For the project, six classes from six high schools were selected (Guetti High School in Tione, Prati and Buonarroti High Schools in Trento, Marconi and Depero High Schools in Rovereto, Maffei High School in Riva del Garda) which tried their hand at imagining operating within a publishing company that had to develop a new science teaching support program for high schools.

Five classes acted as separate working groups, competing with each other, working on the scientific content (semiconductors and nanostructured materials) duly illustrated by an external science expert (“The age of silicon” lecture by Prof. Renato Bozio with the University of Padua); after that, each class worked on the newly acquired concepts together with their teachers, and produced a proposal based on accessible representations, attributable to common sensory experiences. Each proposal was finally evaluated by all participants. The most voted was that of the Maffei high school which suggested a theatrical performance where the students, together with the teachers (Maria Pia Calza, Danilo Dusatti and Chiara Tarantino), performed side by side to narrate the adventures of Steve the electron. The kids thought that the easiest way to explain the subject to their peers was through an “impossible” talk between a lazy electron and the silicon galvanized by the success achieved for its wide use in new technologies. The work was then perfected by suggestions and guidance from director, physicist and science communicator Andrea Brunello. The show was presented to the public on the occasion of the closure of the project at the Teatro S. Chiara in Trento and on the occasion of the Teatro della Meraviglia 2019. Graphic representation of the most important characters and musical backgrounds, played by two students of the group, were added to the script.
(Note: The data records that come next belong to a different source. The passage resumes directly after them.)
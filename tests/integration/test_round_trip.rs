//! Round trips through files and the public reader/writer API.

use std::fs;

use blockgz_lib::bgzf_io::{create_writer, open_reader};
use blockgz_lib::writer::HTSLIB_BLOCK_SIZE;
use blockgz_lib::{BGZF_EOF, Blocks, WriterOptions};
use rstest::rstest;
use std::io::{Cursor, Read};
use tempfile::TempDir;

use crate::helpers::{compress, decompress, random_payload, text_payload};

#[test]
fn test_empty_payload_round_trip() {
    let data = compress(b"", WriterOptions::default());
    assert_eq!(data, BGZF_EOF);
    assert!(decompress(data).is_empty());
}

#[rstest]
#[case(1)]
#[case(65535)]
#[case(65536)]
#[case(65537)]
#[case(1_000_000)]
fn test_text_round_trip(#[case] len: usize) {
    let mut payload = text_payload(len / 40 + 1);
    payload.truncate(len);
    assert_eq!(decompress(compress(&payload, WriterOptions::default())), payload);
}

#[rstest]
#[case(0)]
#[case(1)]
#[case(6)]
#[case(12)]
fn test_random_round_trip_at_level(#[case] level: u32) {
    let payload = random_payload(300_000, u64::from(level));
    let options = WriterOptions {
        compression_level: level,
        block_size: HTSLIB_BLOCK_SIZE,
        ..WriterOptions::default()
    };
    assert_eq!(decompress(compress(&payload, options)), payload);
}

#[test]
fn test_block_payloads_respect_block_size() {
    let payload = text_payload(10_000);
    let options = WriterOptions { block_size: 10_000, ..WriterOptions::default() };
    let data = compress(&payload, options);

    let blocks: Vec<_> = Blocks::new(Cursor::new(&data)).map(Result::unwrap).collect();
    let (terminator, body) = blocks.split_last().unwrap();
    assert!(terminator.is_terminator());
    assert!(body.iter().all(|b| b.data.len() <= 10_000 && !b.data.is_empty()));
    assert!(body[..body.len() - 1].iter().all(|b| b.data.len() == 10_000));
    assert!(body.iter().all(|b| b.framed_size <= 65536));
    let total: usize = body.iter().map(|b| b.data.len()).sum();
    assert_eq!(total, payload.len());
}

#[test]
fn test_file_round_trip() {
    let dir = TempDir::new().unwrap();
    let path = dir.path().join("reads.sam.gz");
    let payload = text_payload(5_000);

    let mut writer = create_writer(&path, WriterOptions::default()).unwrap();
    for line in payload.split_inclusive(|&b| b == b'\n') {
        writer.write_bytes(line).unwrap();
    }
    writer.finish().unwrap();
    assert!(fs::metadata(&path).unwrap().len() < payload.len() as u64);

    let mut reader = open_reader(&path).unwrap();
    let mut out = Vec::new();
    reader.read_to_end(&mut out).unwrap();
    assert_eq!(out, payload);
}
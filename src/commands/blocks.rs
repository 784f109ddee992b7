//! List the blocks of a BGZF file.

use std::fs::File;
use std::io::{BufReader, Write};
use std::path::PathBuf;

use anyhow::{Context, Result};
use clap::Parser;
use log::{debug, info, warn};

use blockgz_lib::bgzf_io::{create_output, validate_file_exists};
use blockgz_lib::blocks::Blocks;
use blockgz_lib::logging::{OperationTimer, log_compression_summary};

use crate::commands::command::Command;

/// List BGZF blocks.
#[derive(Debug, Parser)]
#[command(
    name = "blocks",
    about = "\x1b[38;5;166m[UTILITIES]\x1b[0m      \x1b[36mList the blocks of a BGZF file\x1b[0m",
    long_about = r#"
List the blocks of a BGZF file.

Writes one tab-separated line per block: the block's file offset, its framed
(compressed) size and its decompressed size. Every block is decoded and checked
against its CRC32, so this doubles as an integrity check. Listing stops after the
first empty block, which marks the end of the stream.

Example usage:
  blockgz blocks -i reads.sam.gz
  blockgz blocks -i reads.sam.gz -o blocks.tsv
"#
)]
pub struct ListBlocks {
    /// Input BGZF file
    #[arg(short = 'i', long = "input")]
    pub input: PathBuf,

    /// Output file, or `-` for standard output
    #[arg(short = 'o', long = "output", default_value = "-")]
    pub output: PathBuf,
}

impl Command for ListBlocks {
    fn execute(&self, command_line: &str) -> Result<()> {
        debug!("Command line: {command_line}");
        validate_file_exists(&self.input, "Input BGZF file")?;
        info!("Input: {}", self.input.display());

        let timer = OperationTimer::new("Listing blocks");
        let file = File::open(&self.input)
            .with_context(|| format!("Failed to open {}", self.input.display()))?;
        let mut output = create_output(&self.output)?;

        let mut blocks = 0u64;
        let mut compressed = 0u64;
        let mut uncompressed = 0u64;
        let mut terminated = false;
        for block in Blocks::new(BufReader::new(file)) {
            let block = block.with_context(|| format!("Failed to read {}", self.input.display()))?;
            writeln!(output, "{}\t{}\t{}", block.start_offset, block.framed_size, block.data.len())?;
            blocks += 1;
            compressed += block.framed_size as u64;
            uncompressed += block.data.len() as u64;
            terminated = block.is_terminator();
        }
        output.flush()?;

        if !terminated {
            warn!("{} has no terminating empty block", self.input.display());
        }
        log_compression_summary(uncompressed, compressed, blocks);
        timer.log_completion(compressed);
        Ok(())
    }
}
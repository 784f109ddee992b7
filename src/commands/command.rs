//! Command trait definition for CLI commands.
//!
//! This module defines the [`Command`] trait that all blockgz CLI commands implement.
//! The trait uses `enum_dispatch` for efficient dynamic dispatch across command variants.

use anyhow::Result;
use enum_dispatch::enum_dispatch;

/// Trait implemented by all blockgz CLI commands.
///
/// The `command_line` parameter contains the full command invocation, logged at debug level.
#[enum_dispatch]
pub trait Command {
    #[allow(clippy::missing_errors_doc)]
    fn execute(&self, command_line: &str) -> Result<()>;
}
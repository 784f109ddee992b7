#![deny(unsafe_code)]
pub mod commands;

use anyhow::Result;
use clap::Parser;
use clap::builder::styling::{AnsiColor, Effects, Styles};

/// Custom styles for CLI help output
const STYLES: Styles = Styles::styled()
    .header(AnsiColor::Green.on_default().effects(Effects::BOLD))
    .usage(AnsiColor::Green.on_default().effects(Effects::BOLD))
    .literal(AnsiColor::Cyan.on_default().effects(Effects::BOLD))
    .placeholder(AnsiColor::Cyan.on_default());
use commands::blocks::ListBlocks;
use commands::command::Command;
use commands::compress::Compress;
use commands::decompress::Decompress;
use enum_dispatch::enum_dispatch;
use env_logger::Env;
use log::info;

#[global_allocator]
static GLOBAL: mimalloc::MiMalloc = mimalloc::MiMalloc;

#[derive(Parser, Debug)]
#[command(styles = STYLES)]
struct Args {
    #[clap(subcommand)]
    subcommand: Subcommand,
}

#[enum_dispatch(Command)]
#[derive(Parser, Debug)]
#[command(version)]
enum Subcommand {
    #[command(display_order = 1)]
    Compress(Compress),
    #[command(display_order = 2)]
    Decompress(Decompress),
    #[command(display_order = 3)]
    Blocks(ListBlocks),
}

fn main() -> Result<()> {
    env_logger::Builder::from_env(Env::default().default_filter_or("info")).init();

    let command_line = std::env::args().collect::<Vec<_>>().join(" ");
    let args = Args::parse();

    info!("Running blockgz version {}", env!("CARGO_PKG_VERSION"));
    args.subcommand.execute(&command_line)
}
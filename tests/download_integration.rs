//! Integration tests for the HTTP client and retry policy.
//!
//! These tests verify fetch behavior against mock HTTP servers.

use std::time::Duration;

use khpt_core::{DownloadError, HttpClient, RetryPolicy, fetch_with_retry};
use tempfile::TempDir;
use wiremock::matchers::{method, path};
use wiremock::{Mock, MockServer, ResponseTemplate};

fn fast_retry(max_attempts: u32) -> RetryPolicy {
    RetryPolicy::new(
        max_attempts,
        Duration::from_millis(5),
        Duration::from_millis(20),
        2.0,
    )
}

#[tokio::test]
async fn test_get_text_returns_body() {
    let mock_server = MockServer::start().await;
    Mock::given(method("GET"))
        .and(path("/pst/list.do"))
        .respond_with(ResponseTemplate::new(200).set_body_string("<html>목록</html>"))
        .mount(&mock_server)
        .await;

    let client = HttpClient::new();
    let body = client
        .get_text(&format!("{}/pst/list.do", mock_server.uri()))
        .await
        .expect("fetch should succeed");
    assert_eq!(body, "<html>목록</html>");
}

#[tokio::test]
async fn test_get_text_non_success_status_is_error() {
    let mock_server = MockServer::start().await;
    Mock::given(method("GET"))
        .and(path("/missing"))
        .respond_with(ResponseTemplate::new(404))
        .mount(&mock_server)
        .await;

    let client = HttpClient::new();
    let result = client
        .get_text(&format!("{}/missing", mock_server.uri()))
        .await;
    assert!(matches!(
        result,
        Err(DownloadError::HttpStatus { status: 404, .. })
    ));
}

#[tokio::test]
async fn test_download_writes_full_content_and_no_partial_file() {
    let content = b"%PDF-1.4 fake exam paper bytes";
    let mock_server = MockServer::start().await;
    Mock::given(method("GET"))
        .and(path("/atchFile/FileDown.do"))
        .respond_with(ResponseTemplate::new(200).set_body_bytes(content.to_vec()))
        .mount(&mock_server)
        .await;

    let temp_dir = TempDir::new().expect("failed to create temp dir");
    let target = temp_dir.path().join("63회 한국사_문제지(심화).pdf");

    let client = HttpClient::new();
    let bytes = client
        .download_to_file(&format!("{}/atchFile/FileDown.do", mock_server.uri()), &target)
        .await
        .expect("download should succeed");

    assert_eq!(bytes, content.len() as u64);
    assert_eq!(std::fs::read(&target).expect("should read file"), content);

    // The in-flight .part file must be gone after finalization
    let leftovers: Vec<_> = std::fs::read_dir(temp_dir.path())
        .expect("should list dir")
        .filter_map(Result::ok)
        .filter(|e| e.file_name().to_string_lossy().ends_with(".part"))
        .collect();
    assert!(leftovers.is_empty(), "partial file left behind: {leftovers:?}");
}

#[tokio::test]
async fn test_download_error_status_leaves_no_file() {
    let mock_server = MockServer::start().await;
    Mock::given(method("GET"))
        .and(path("/gone"))
        .respond_with(ResponseTemplate::new(410))
        .mount(&mock_server)
        .await;

    let temp_dir = TempDir::new().expect("failed to create temp dir");
    let target = temp_dir.path().join("doc.pdf");

    let client = HttpClient::new();
    let result = client
        .download_to_file(&format!("{}/gone", mock_server.uri()), &target)
        .await;

    assert!(matches!(
        result,
        Err(DownloadError::HttpStatus { status: 410, .. })
    ));
    assert!(!target.exists());
}

#[tokio::test]
async fn test_download_rejects_invalid_url() {
    let temp_dir = TempDir::new().expect("failed to create temp dir");
    let client = HttpClient::new();

    let result = client
        .download_to_file("definitely-not-a-url", &temp_dir.path().join("x.pdf"))
        .await;
    assert!(matches!(result, Err(DownloadError::InvalidUrl { .. })));
}

#[tokio::test]
async fn test_download_to_nonexistent_directory_is_io_error() {
    let mock_server = MockServer::start().await;
    Mock::given(method("GET"))
        .and(path("/file.pdf"))
        .respond_with(ResponseTemplate::new(200).set_body_bytes(b"content".to_vec()))
        .mount(&mock_server)
        .await;

    let client = HttpClient::new();
    let result = client
        .download_to_file(
            &format!("{}/file.pdf", mock_server.uri()),
            std::path::Path::new("/this/path/does/not/exist/file.pdf"),
        )
        .await;
    assert!(matches!(result, Err(DownloadError::Io { .. })));
}

#[tokio::test]
async fn test_fetch_with_retry_recovers_from_transient_server_errors() {
    let mock_server = MockServer::start().await;

    // First two requests fail with 503, the third succeeds
    Mock::given(method("GET"))
        .and(path("/flaky"))
        .respond_with(ResponseTemplate::new(503))
        .up_to_n_times(2)
        .mount(&mock_server)
        .await;
    Mock::given(method("GET"))
        .and(path("/flaky"))
        .respond_with(ResponseTemplate::new(200).set_body_string("recovered"))
        .mount(&mock_server)
        .await;

    let client = HttpClient::new();
    let url = format!("{}/flaky", mock_server.uri());
    let body = fetch_with_retry(&fast_retry(3), || client.get_text(&url))
        .await
        .expect("third attempt should succeed");
    assert_eq!(body, "recovered");
}

#[tokio::test]
async fn test_fetch_with_retry_gives_up_after_budget() {
    let mock_server = MockServer::start().await;
    Mock::given(method("GET"))
        .and(path("/always-down"))
        .respond_with(ResponseTemplate::new(500))
        .expect(2)
        .mount(&mock_server)
        .await;

    let client = HttpClient::new();
    let url = format!("{}/always-down", mock_server.uri());
    let result = fetch_with_retry(&fast_retry(2), || client.get_text(&url)).await;
    assert!(matches!(
        result,
        Err(DownloadError::HttpStatus { status: 500, .. })
    ));
}

#[tokio::test]
async fn test_fetch_with_retry_does_not_retry_client_errors() {
    let mock_server = MockServer::start().await;
    Mock::given(method("GET"))
        .and(path("/forbidden"))
        .respond_with(ResponseTemplate::new(404))
        .expect(1)
        .mount(&mock_server)
        .await;

    let client = HttpClient::new();
    let url = format!("{}/forbidden", mock_server.uri());
    let result = fetch_with_retry(&fast_retry(5), || client.get_text(&url)).await;
    assert!(matches!(
        result,
        Err(DownloadError::HttpStatus { status: 404, .. })
    ));
}
//! Keyword-driven classification of exam titles and attachment names.
//!
//! Listing titles and attachment filenames on the exam archive are
//! human-written, so classification is modeled as total functions that
//! return `None` on ambiguity instead of failing. Three independent
//! signals are extracted: the round number, the difficulty level, and
//! the document type. Composition of the signals (attachment evidence
//! over title evidence) happens in
//! [`DocumentClassification::resolved_level`].

use std::sync::LazyLock;

use regex::Regex;

/// Round number preceded by the `제` ordinal prefix, e.g. `제63회`.
#[allow(clippy::expect_used)]
static PREFIXED_ROUND_PATTERN: LazyLock<Regex> = LazyLock::new(|| {
    Regex::new(r"제\s*(\d+)\s*회").expect("prefixed round regex is valid") // Static pattern, safe to panic
});

/// Bare round number followed by the `회` round marker, e.g. `63회`.
#[allow(clippy::expect_used)]
static BARE_ROUND_PATTERN: LazyLock<Regex> = LazyLock::new(|| {
    Regex::new(r"(\d+)\s*회").expect("bare round regex is valid") // Static pattern, safe to panic
});

/// Keywords marking a question paper.
const PAPER_KEYWORDS: &[&str] = &["문제", "question"];

/// Keywords marking an answer sheet.
const ANSWER_KEYWORDS: &[&str] = &["정답", "답지", "answer"];

/// Exam difficulty tier.
#[derive(Debug, Clone, Copy, PartialEq, Eq, Hash)]
pub enum Level {
    /// 기본 (basic) tier.
    Basic,
    /// 심화 (advanced) tier.
    Advanced,
}

impl Level {
    /// Korean label used in canonical filenames.
    #[must_use]
    pub fn label(self) -> &'static str {
        match self {
            Self::Basic => "기본",
            Self::Advanced => "심화",
        }
    }
}

/// Document type of an attachment.
#[derive(Debug, Clone, Copy, PartialEq, Eq, Hash)]
pub enum DocType {
    /// Question paper (문제지).
    Paper,
    /// Answer sheet (정답표).
    Answer,
}

impl DocType {
    /// Korean label used in canonical filenames.
    #[must_use]
    pub fn label(self) -> &'static str {
        match self {
            Self::Paper => "문제지",
            Self::Answer => "정답표",
        }
    }
}

/// Identity derived from a listing entry's title. Fields are `None` when
/// the title carries no usable signal.
#[derive(Debug, Clone, Copy, PartialEq, Eq, Default)]
pub struct ExamIdentity {
    /// Sequential administration number of the exam, when present.
    pub round: Option<u32>,
    /// Difficulty tier named in the title, when unambiguous.
    pub level: Option<Level>,
}

/// Classification derived from an attachment's displayed filename.
#[derive(Debug, Clone, Copy, PartialEq, Eq, Default)]
pub struct DocumentClassification {
    /// Document type, when exactly one type keyword matched.
    pub doc_type: Option<DocType>,
    /// Level evidence local to the attachment name, when unambiguous.
    pub level: Option<Level>,
}

impl DocumentClassification {
    /// Resolves the effective level by combining attachment-local evidence
    /// with the title-derived identity.
    ///
    /// Attachment names are typically more specific than listing titles,
    /// so a definite attachment-level signal takes precedence; otherwise
    /// the title-derived level is retained.
    #[must_use]
    pub fn resolved_level(&self, identity: &ExamIdentity) -> Option<Level> {
        self.level.or(identity.level)
    }
}

/// Extracts the round number and difficulty level from a listing title.
///
/// Round: first numeral followed by the `회` round marker, preferring the
/// `제…회` form. Level: exactly one of the `기본`/`심화` keywords must be
/// present; both or neither yields `None`. Total - malformed titles
/// produce an identity with unknown fields, never an error.
#[must_use]
pub fn classify_title(title: &str) -> ExamIdentity {
    ExamIdentity {
        round: extract_round(title),
        level: extract_level(title),
    }
}

/// Classifies an attachment by its displayed filename.
///
/// The document type requires exactly one of the paper/answer keyword
/// sets to match; both or neither yields `None`. The same level keyword
/// search as [`classify_title`] is applied to the attachment name itself.
#[must_use]
pub fn classify_attachment(display_name: &str) -> DocumentClassification {
    DocumentClassification {
        doc_type: extract_doc_type(display_name),
        level: extract_level(display_name),
    }
}

/// Finds the first round number in the text. Zero is not a valid round.
fn extract_round(text: &str) -> Option<u32> {
    PREFIXED_ROUND_PATTERN
        .captures(text)
        .or_else(|| BARE_ROUND_PATTERN.captures(text))
        .and_then(|caps| caps.get(1))
        .and_then(|m| m.as_str().parse::<u32>().ok())
        .filter(|round| *round > 0)
}

/// Level keyword search shared by title and attachment classification.
/// Both keywords present is treated as unknown rather than guessing.
fn extract_level(text: &str) -> Option<Level> {
    let basic = text.contains("기본");
    let advanced = text.contains("심화");
    match (basic, advanced) {
        (true, false) => Some(Level::Basic),
        (false, true) => Some(Level::Advanced),
        _ => None,
    }
}

/// Two-way keyword match for the document type, unknown on ambiguity.
fn extract_doc_type(name: &str) -> Option<DocType> {
    let lowered = name.to_lowercase();
    let paper = PAPER_KEYWORDS.iter().any(|kw| lowered.contains(kw));
    let answer = ANSWER_KEYWORDS.iter().any(|kw| lowered.contains(kw));
    match (paper, answer) {
        (true, false) => Some(DocType::Paper),
        (false, true) => Some(DocType::Answer),
        _ => None,
    }
}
Some students embraced the project enthusiastically right from the start, while others, initially skeptical, were enticed by the chance of combining study and entertainment, science and art, individual passions such as theater and music with school assignements.

The works proposed by the other classes have been collected and will become part of the dedicated “school notebook”, a notebook that will add to the series published by FBK to raise awareness of its project experiences with schools.

Behind this ambitious project is the mind of Pierluigi Bellutti, head of Fondazione Bruno Kessler’s MNF (Micro Nano fabrication and characterization Facility) Unit , which offers research and production services based on micro and nanotechnologies. Bellutti worked in close contact alongside the Research and Innovation for Education Unit led by Claudia Dolci and, after the approval of the call, with the teachers involved in the six selected high schools, achieving a fruitful collaboration. The help of the professional science communicators from the Accatagliato social promotion association was also valuable, that curates, among others, the first bilingual Italian magazine for science communication for children called PLaNK!

The idea of an accessible and creative description of otherwise hard to grasp contents, the scalable replicability of the project, and the shared reuse of the final product among schools convinced Anpal Servizi to include “The city of electrons” among the 55 virtuous examples identified, which they will gradually integrate with new experiences, also and inevitably carried out remotely.